Brazilian singer, songwriter, dancer and choreographer

Joelma da Silva Mendes, best known only as Joelma (born June 22, 1974) is a Brazilian singer, songwriter, and dancer. The singer since the age of 19, Joelma began her career in 1994, and in 1998 she met and married the musician and producer, Ximbinha, forming with him the Banda Calypso in 1999. As lead vocalist of Banda Calypso, she achieved fame and success, and sold over 15 million copies worldwide. In 2015, Joelma and Ximbinha announced the end of marriage and the band, giving birth to the recording of their first album only in the same year.
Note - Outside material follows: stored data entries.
//! 访问令牌查询

use std::collections::HashSet;
use std::sync::Arc;

use async_trait::async_trait;
use taa_common::{AccessTokenSet, Identity};
use taa_ports::AccessSource;
use taa_telemetry::record_upstream_fetch;
use tokio::sync::Mutex;
use tracing::{debug, warn};

use crate::config::{ConnectionPolicy, IspybSettings};
use crate::connection::{TunnelConnection, TunnelConnector};
use crate::error::{IspybError, IspybResult};
use crate::session::{MySqlSessionFactory, RemoteRecord};
use crate::tunnel::SshTunnelFactory;

/// 把存储过程返回的行转换为访问令牌
///
/// 只处理提案代码在允许列表中的行，每行产生 `<code><number>` 和
/// `<code><number>-<session>` 两个令牌。
pub fn derive_tokens(records: &[RemoteRecord], proposal_codes: &HashSet<String>) -> AccessTokenSet {
    let mut tokens = AccessTokenSet::new();
    for record in records
        .iter()
        .filter(|record| proposal_codes.contains(&record.proposal_code))
    {
        let proposal = format!("{}{}", record.proposal_code, record.proposal_number);
        tokens.insert(format!("{}-{}", proposal, record.session_number));
        tokens.insert(proposal);
    }
    tokens
}

/// ISPyB 访问令牌数据源
pub struct RemoteFetcher {
    connector: TunnelConnector,
    procedure: String,
    proposal_codes: HashSet<String>,
    policy: ConnectionPolicy,
    shared: Mutex<Option<Arc<TunnelConnection>>>,
}

impl RemoteFetcher {
    pub fn new(
        connector: TunnelConnector,
        procedure: impl Into<String>,
        proposal_codes: impl IntoIterator<Item = String>,
        policy: ConnectionPolicy,
    ) -> Self {
        Self {
            connector,
            procedure: procedure.into(),
            proposal_codes: proposal_codes.into_iter().collect(),
            policy,
            shared: Mutex::new(None),
        }
    }

    /// 使用 SSH 隧道和 MySQL 会话
    pub fn from_settings(settings: &IspybSettings) -> Self {
        let connector = TunnelConnector::new(
            Arc::new(SshTunnelFactory::new(settings.tunnel.clone())),
            Arc::new(MySqlSessionFactory::new(settings.database.clone())),
            settings.connection.clone(),
        );
        Self::new(
            connector,
            settings.procedure.clone(),
            settings.proposal_codes.clone(),
            settings.policy,
        )
    }

    pub fn connector(&self) -> &TunnelConnector {
        &self.connector
    }

    async fn lookup(&self, identity: &Identity) -> IspybResult<Vec<RemoteRecord>> {
        let args = [identity.username()];
        match self.policy {
            ConnectionPolicy::PerFetch => {
                let conn = self.connector.open().await?;
                let result = conn.invoke(&self.procedure, &args).await;
                conn.close().await;
                result
            }
            ConnectionPolicy::Shared => {
                let conn = self.shared_connection().await?;
                conn.invoke(&self.procedure, &args).await
            }
        }
    }

    async fn shared_connection(&self) -> IspybResult<Arc<TunnelConnection>> {
        let mut shared = self.shared.lock().await;
        if let Some(conn) = shared.as_ref() {
            return Ok(conn.clone());
        }
        let conn = Arc::new(self.connector.open().await?);
        *shared = Some(conn.clone());
        Ok(conn)
    }

    /// 关闭共享连接
    pub async fn shutdown(&self) {
        if let Some(conn) = self.shared.lock().await.take() {
            conn.close().await;
        }
    }
}

#[async_trait]
impl AccessSource for RemoteFetcher {
    async fn fetch(&self, identity: &Identity) -> Option<AccessTokenSet> {
        match self.lookup(identity).await {
            Ok(records) => {
                let tokens = derive_tokens(&records, &self.proposal_codes);
                debug!(
                    identity = %identity,
                    rows = records.len(),
                    tokens = tokens.len(),
                    "Fetched access tokens"
                );
                record_upstream_fetch("ok");
                Some(tokens)
            }
            Err(IspybError::NoResult) => {
                debug!(identity = %identity, "No sessions for identity");
                record_upstream_fetch("empty");
                Some(AccessTokenSet::new())
            }
            Err(e) => {
                warn!(identity = %identity, error = %e, "Access token fetch failed");
                record_upstream_fetch("failed");
                None
            }
        }
    }
}

#[cfg(test)]
mod tests {
    use super::*;
    use crate::testing::{FakeSessions, FakeTunnels, settings};

    fn codes() -> Vec<String> {
        vec!["lb".to_string(), "sw".to_string()]
    }

    fn fetcher(
        tunnels: Arc<FakeTunnels>,
        sessions: Arc<FakeSessions>,
        policy: ConnectionPolicy,
    ) -> RemoteFetcher {
        let connector = TunnelConnector::new(tunnels, sessions, settings());
        RemoteFetcher::new(connector, "retrieve_sessions_for_person_login", codes(), policy)
    }

    #[test]
    fn test_derive_tokens() {
        let records = vec![
            RemoteRecord::new("lb", "12345", "2"),
            RemoteRecord::new("lb", "12345", "2"),
            RemoteRecord::new("sw", "7", "1"),
            RemoteRecord::new("mx", "999", "1"),
        ];
        let tokens = derive_tokens(&records, &codes().into_iter().collect());

        assert_eq!(
            tokens.to_vec(),
            vec!["lb12345", "lb12345-2", "sw7", "sw7-1"]
        );
    }

    #[tokio::test]
    async fn test_fetch_returns_tokens_and_closes() {
        let tunnels = FakeTunnels::new();
        let sessions = FakeSessions::new().with_rows(vec![RemoteRecord::new("lb", "12345", "2")]);
        let fetcher = fetcher(tunnels.clone(), sessions.clone(), ConnectionPolicy::PerFetch);
        let alice = Identity::parse("alice").unwrap();

        let tokens = fetcher.fetch(&alice).await.unwrap();
        assert_eq!(tokens.to_vec(), vec!["lb12345", "lb12345-2"]);
        assert_eq!(tunnels.closed(), 1);
        assert_eq!(sessions.closed(), 1);
    }

    #[tokio::test]
    async fn test_no_result_is_empty_set() {
        let fetcher = fetcher(FakeTunnels::new(), FakeSessions::new(), ConnectionPolicy::PerFetch);
        let alice = Identity::parse("alice").unwrap();

        assert_eq!(fetcher.fetch(&alice).await, Some(AccessTokenSet::new()));
    }

    #[tokio::test]
    async fn test_only_foreign_codes_is_empty_set() {
        let sessions = FakeSessions::new().with_rows(vec![RemoteRecord::new("mx", "1", "1")]);
        let fetcher = fetcher(FakeTunnels::new(), sessions, ConnectionPolicy::PerFetch);
        let alice = Identity::parse("alice").unwrap();

        assert_eq!(fetcher.fetch(&alice).await, Some(AccessTokenSet::new()));
    }

    #[tokio::test]
    async fn test_connection_failure_is_absent() {
        let tunnels = FakeTunnels::new();
        let sessions = FakeSessions::new().failing_connects(u32::MAX);
        let fetcher = fetcher(tunnels.clone(), sessions, ConnectionPolicy::PerFetch);
        let alice = Identity::parse("alice").unwrap();

        assert_eq!(fetcher.fetch(&alice).await, None);
        assert_eq!(tunnels.closed(), 1);
    }

    #[tokio::test]
    async fn test_retrieve_failure_is_absent_and_closes() {
        let tunnels = FakeTunnels::new();
        let sessions = FakeSessions::new().failing_calls(1);
        let fetcher = fetcher(tunnels.clone(), sessions, ConnectionPolicy::PerFetch);
        let alice = Identity::parse("alice").unwrap();

        assert_eq!(fetcher.fetch(&alice).await, None);
        assert_eq!(tunnels.closed(), 1);
    }

    #[tokio::test]
    async fn test_shared_policy_reuses_connection() {
        let tunnels = FakeTunnels::new();
        let sessions = FakeSessions::new().with_rows(vec![RemoteRecord::new("lb", "1", "1")]);
        let fetcher = fetcher(tunnels.clone(), sessions.clone(), ConnectionPolicy::Shared);
        let alice = Identity::parse("alice").unwrap();
        let bob = Identity::parse("bob").unwrap();

        assert!(fetcher.fetch(&alice).await.is_some());
        assert!(fetcher.fetch(&bob).await.is_some());
        assert_eq!(tunnels.started(), 1);
        assert_eq!(sessions.connects(), 1);
        assert_eq!(tunnels.closed(), 0);

        fetcher.shutdown().await;
        assert_eq!(tunnels.closed(), 1);
    }
}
On April 29, 2016, her released debut album as solo artist, the homonym Joelma, released through Universal Music, debuted in second place on the Pro-Música Brazil album chart Brazil (PMB) and the Billboard Brazil Albums Chart. From that album, the first single "Não Teve Amor", along with the tracks "Ai Coração" and "Debaixo do Mesmo Céu". On April 28, 2017, Joelma released the first DVD and live album, Avante. The project generated singles like "Amor Novo", which features Brazilian singer Ivete Sangalo, and "Chora Não Coração".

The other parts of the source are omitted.